**Goal of the exercise**.
Using the listing below, retype exactly the lines starting at the one with "use std::fs;" and ending at the one with "and before validation.", and include both.

**Materials provided**.
────
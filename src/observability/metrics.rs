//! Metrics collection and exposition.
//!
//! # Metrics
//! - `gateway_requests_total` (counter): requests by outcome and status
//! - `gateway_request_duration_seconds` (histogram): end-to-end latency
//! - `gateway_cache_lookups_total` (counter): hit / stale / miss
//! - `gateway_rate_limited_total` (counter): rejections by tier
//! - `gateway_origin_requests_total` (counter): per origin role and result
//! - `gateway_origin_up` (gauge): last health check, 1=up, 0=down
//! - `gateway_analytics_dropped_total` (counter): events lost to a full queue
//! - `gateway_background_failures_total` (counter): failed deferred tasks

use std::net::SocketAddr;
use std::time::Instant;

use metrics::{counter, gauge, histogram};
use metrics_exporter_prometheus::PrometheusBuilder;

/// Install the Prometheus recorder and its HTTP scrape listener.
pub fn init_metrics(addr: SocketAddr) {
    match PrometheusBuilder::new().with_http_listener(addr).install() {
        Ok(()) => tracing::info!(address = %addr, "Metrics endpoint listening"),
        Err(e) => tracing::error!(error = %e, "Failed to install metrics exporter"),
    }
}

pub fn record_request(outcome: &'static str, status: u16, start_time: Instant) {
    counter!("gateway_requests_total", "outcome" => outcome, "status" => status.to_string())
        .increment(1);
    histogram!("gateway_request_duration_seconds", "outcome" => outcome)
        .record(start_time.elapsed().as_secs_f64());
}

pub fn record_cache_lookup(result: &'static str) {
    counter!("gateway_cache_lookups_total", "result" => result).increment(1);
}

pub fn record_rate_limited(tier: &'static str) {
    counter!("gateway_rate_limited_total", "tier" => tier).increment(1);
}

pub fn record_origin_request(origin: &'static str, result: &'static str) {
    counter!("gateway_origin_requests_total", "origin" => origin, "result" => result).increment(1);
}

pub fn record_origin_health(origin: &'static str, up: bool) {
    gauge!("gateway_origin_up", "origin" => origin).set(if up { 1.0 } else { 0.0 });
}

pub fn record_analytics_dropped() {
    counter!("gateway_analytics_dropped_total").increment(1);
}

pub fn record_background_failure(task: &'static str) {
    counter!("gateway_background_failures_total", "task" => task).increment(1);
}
────
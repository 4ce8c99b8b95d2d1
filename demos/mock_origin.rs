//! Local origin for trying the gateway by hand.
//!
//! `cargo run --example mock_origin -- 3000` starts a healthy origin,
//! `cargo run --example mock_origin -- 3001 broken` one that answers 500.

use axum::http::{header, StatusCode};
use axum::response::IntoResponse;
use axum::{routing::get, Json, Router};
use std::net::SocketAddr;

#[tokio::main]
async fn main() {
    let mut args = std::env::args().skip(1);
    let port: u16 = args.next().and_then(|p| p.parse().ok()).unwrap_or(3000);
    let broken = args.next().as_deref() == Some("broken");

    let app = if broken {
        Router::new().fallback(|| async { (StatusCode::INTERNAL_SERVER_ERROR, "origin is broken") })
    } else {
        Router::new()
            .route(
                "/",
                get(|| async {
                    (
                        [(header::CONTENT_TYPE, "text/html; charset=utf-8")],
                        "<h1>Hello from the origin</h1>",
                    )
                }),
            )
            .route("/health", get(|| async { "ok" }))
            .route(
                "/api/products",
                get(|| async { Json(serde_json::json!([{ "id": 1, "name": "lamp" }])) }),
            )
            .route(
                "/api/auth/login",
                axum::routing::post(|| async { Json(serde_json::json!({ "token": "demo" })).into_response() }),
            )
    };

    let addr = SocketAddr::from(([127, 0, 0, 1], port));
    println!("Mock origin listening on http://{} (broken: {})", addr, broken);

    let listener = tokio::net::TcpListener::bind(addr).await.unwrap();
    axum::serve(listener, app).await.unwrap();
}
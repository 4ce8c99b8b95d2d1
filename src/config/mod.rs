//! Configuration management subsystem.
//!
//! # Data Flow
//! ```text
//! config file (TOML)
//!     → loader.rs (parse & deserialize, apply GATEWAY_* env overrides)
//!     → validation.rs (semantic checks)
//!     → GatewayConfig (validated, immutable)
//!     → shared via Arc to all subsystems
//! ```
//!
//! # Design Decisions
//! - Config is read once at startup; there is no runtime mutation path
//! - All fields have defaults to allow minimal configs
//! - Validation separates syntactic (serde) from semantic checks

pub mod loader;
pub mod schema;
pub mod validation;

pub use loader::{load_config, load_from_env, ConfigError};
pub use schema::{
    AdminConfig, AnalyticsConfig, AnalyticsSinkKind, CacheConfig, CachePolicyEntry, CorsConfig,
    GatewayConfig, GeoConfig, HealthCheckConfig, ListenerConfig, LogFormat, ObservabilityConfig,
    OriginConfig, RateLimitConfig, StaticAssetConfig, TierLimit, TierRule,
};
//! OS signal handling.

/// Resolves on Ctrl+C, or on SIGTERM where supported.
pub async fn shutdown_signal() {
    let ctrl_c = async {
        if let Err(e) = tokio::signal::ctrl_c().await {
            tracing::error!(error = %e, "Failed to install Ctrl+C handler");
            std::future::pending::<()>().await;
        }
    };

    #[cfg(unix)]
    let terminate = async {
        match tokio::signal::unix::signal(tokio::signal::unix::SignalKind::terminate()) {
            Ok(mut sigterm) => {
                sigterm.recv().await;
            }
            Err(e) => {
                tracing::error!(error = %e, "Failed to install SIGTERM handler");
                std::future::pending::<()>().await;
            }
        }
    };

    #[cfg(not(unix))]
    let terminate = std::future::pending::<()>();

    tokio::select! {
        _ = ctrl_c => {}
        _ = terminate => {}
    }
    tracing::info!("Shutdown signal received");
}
────
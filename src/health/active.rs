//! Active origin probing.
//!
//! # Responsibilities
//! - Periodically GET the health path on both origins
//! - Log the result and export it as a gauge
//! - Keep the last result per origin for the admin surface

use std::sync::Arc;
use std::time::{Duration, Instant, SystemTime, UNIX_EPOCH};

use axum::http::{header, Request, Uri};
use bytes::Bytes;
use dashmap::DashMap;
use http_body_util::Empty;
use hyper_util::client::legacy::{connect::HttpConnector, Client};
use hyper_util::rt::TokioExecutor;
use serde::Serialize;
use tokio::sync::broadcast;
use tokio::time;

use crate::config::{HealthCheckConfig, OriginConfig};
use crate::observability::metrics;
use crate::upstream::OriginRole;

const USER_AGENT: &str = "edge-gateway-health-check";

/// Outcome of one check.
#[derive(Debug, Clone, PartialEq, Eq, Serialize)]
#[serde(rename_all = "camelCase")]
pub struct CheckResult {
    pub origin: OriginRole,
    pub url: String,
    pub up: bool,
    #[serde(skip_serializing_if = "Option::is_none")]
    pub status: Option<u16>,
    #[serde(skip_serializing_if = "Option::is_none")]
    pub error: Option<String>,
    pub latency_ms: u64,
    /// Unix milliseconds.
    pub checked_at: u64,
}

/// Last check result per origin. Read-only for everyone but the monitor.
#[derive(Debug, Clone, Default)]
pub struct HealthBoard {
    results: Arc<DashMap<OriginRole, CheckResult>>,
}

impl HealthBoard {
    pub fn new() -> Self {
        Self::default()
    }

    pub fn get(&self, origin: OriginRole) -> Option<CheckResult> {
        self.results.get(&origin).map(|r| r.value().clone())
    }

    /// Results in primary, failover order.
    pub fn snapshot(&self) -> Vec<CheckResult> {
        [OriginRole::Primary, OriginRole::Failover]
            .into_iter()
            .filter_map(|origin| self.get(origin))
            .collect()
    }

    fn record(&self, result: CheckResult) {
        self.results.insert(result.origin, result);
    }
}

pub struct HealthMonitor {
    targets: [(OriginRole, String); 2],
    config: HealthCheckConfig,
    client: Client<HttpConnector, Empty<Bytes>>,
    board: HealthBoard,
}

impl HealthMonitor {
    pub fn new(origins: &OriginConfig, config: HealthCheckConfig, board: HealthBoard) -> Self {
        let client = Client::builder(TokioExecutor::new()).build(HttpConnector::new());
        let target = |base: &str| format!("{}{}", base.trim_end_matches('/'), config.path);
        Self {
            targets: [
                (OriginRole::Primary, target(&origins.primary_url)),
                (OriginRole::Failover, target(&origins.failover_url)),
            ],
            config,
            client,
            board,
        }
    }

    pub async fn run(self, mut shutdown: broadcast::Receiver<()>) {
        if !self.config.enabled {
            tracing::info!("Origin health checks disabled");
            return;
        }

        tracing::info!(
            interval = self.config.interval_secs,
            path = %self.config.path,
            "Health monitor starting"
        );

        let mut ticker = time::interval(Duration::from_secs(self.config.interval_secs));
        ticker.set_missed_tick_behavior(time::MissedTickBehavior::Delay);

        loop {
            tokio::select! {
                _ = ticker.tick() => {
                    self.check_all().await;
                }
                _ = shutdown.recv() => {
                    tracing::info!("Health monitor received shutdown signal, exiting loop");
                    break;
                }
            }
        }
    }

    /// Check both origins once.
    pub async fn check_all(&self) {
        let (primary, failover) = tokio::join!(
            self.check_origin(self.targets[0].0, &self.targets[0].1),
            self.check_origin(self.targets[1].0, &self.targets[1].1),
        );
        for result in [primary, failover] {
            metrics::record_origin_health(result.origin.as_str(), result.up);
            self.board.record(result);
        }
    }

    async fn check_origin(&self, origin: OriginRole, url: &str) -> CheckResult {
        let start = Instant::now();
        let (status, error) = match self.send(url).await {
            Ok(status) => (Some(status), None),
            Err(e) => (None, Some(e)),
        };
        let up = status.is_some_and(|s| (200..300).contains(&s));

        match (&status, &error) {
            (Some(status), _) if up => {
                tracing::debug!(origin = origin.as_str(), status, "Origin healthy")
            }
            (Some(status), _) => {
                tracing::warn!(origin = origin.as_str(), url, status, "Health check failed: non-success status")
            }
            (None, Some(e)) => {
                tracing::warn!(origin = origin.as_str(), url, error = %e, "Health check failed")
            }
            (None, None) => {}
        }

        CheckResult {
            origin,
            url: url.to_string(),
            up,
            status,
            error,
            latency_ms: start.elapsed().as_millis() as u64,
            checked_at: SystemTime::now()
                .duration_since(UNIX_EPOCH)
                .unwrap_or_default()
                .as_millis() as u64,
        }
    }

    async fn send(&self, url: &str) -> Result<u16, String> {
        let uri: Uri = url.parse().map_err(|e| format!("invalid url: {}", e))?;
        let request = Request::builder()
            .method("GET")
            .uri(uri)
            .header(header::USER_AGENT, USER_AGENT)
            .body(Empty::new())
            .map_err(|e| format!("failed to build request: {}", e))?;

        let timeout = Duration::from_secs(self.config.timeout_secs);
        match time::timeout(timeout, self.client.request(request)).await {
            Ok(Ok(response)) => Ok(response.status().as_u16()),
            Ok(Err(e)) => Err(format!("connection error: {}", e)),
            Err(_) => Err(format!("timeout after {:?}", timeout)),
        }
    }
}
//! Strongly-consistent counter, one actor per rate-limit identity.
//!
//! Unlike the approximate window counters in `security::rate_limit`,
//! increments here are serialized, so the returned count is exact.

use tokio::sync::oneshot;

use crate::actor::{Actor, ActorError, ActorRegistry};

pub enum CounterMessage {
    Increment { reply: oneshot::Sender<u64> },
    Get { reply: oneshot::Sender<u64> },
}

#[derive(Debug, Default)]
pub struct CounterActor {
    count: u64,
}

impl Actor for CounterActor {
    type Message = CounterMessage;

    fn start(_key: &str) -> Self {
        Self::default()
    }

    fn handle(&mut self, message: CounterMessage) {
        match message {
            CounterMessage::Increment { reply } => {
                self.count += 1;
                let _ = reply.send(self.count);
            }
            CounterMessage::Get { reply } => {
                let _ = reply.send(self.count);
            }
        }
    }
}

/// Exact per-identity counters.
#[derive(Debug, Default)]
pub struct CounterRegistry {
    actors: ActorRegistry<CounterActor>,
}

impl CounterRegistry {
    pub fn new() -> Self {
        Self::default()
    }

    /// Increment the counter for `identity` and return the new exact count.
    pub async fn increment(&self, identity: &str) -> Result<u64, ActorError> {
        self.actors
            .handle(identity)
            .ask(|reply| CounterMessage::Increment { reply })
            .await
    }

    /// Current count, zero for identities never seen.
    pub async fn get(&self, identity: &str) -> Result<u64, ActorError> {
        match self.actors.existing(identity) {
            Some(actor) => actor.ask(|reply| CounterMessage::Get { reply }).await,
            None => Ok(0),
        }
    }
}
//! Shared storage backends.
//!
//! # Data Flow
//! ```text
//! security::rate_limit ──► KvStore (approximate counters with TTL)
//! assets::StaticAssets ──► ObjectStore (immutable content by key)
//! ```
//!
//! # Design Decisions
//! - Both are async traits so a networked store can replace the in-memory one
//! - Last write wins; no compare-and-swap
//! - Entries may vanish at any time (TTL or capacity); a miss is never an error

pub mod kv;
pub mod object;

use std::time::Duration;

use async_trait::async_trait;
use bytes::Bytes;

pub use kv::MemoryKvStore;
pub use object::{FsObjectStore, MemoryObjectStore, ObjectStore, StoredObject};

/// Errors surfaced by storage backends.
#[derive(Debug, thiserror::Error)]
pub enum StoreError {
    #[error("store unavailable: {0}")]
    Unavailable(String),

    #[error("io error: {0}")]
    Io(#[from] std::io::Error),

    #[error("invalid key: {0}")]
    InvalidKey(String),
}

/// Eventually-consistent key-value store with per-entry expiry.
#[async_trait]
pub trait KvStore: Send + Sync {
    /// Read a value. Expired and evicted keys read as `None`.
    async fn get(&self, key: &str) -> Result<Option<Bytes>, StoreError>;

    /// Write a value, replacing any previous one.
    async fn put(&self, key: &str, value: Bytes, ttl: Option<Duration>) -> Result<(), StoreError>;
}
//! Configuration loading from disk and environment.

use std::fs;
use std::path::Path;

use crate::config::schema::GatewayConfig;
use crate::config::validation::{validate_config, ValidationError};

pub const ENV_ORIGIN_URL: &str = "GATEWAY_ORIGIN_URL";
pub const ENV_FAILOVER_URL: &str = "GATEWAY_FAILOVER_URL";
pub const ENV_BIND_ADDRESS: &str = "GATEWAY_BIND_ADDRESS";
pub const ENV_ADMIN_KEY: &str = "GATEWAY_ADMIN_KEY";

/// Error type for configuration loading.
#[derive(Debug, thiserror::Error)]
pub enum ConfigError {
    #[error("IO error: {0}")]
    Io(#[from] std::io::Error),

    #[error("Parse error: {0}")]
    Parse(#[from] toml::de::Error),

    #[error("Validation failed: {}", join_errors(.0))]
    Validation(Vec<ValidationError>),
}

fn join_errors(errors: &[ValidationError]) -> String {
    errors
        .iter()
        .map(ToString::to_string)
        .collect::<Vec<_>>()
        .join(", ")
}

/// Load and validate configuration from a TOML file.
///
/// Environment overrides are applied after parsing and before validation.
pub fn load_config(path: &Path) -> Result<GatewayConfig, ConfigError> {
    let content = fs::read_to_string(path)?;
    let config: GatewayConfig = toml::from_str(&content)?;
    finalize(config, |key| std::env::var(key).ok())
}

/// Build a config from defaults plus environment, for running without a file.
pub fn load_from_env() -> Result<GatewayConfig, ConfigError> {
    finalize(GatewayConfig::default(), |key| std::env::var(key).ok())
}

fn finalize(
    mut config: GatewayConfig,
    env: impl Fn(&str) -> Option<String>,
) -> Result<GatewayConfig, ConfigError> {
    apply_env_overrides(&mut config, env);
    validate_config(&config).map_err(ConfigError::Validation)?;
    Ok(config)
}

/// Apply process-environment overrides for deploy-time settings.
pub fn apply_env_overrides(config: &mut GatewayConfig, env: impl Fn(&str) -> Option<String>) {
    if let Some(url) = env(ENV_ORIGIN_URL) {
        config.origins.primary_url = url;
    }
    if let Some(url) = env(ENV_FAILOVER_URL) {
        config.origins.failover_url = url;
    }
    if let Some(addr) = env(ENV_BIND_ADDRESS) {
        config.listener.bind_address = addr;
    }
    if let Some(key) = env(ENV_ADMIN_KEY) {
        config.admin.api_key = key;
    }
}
────
**The completed task**.
use std::fs;
use std::path::Path;

use crate::config::schema::GatewayConfig;
use crate::config::validation::{validate_config, ValidationError};

pub const ENV_ORIGIN_URL: &str = "GATEWAY_ORIGIN_URL";
pub const ENV_FAILOVER_URL: &str = "GATEWAY_FAILOVER_URL";
pub const ENV_BIND_ADDRESS: &str = "GATEWAY_BIND_ADDRESS";
pub const ENV_ADMIN_KEY: &str = "GATEWAY_ADMIN_KEY";

/// Error type for configuration loading.
#[derive(Debug, thiserror::Error)]
pub enum ConfigError {
    #[error("IO error: {0}")]
    Io(#[from] std::io::Error),

    #[error("Parse error: {0}")]
    Parse(#[from] toml::de::Error),

    #[error("Validation failed: {}", join_errors(.0))]
    Validation(Vec<ValidationError>),
}

fn join_errors(errors: &[ValidationError]) -> String {
    errors
        .iter()
        .map(ToString::to_string)
        .collect::<Vec<_>>()
        .join(", ")
}

/// Load and validate configuration from a TOML file.
///
/// Environment overrides are applied after parsing and before validation.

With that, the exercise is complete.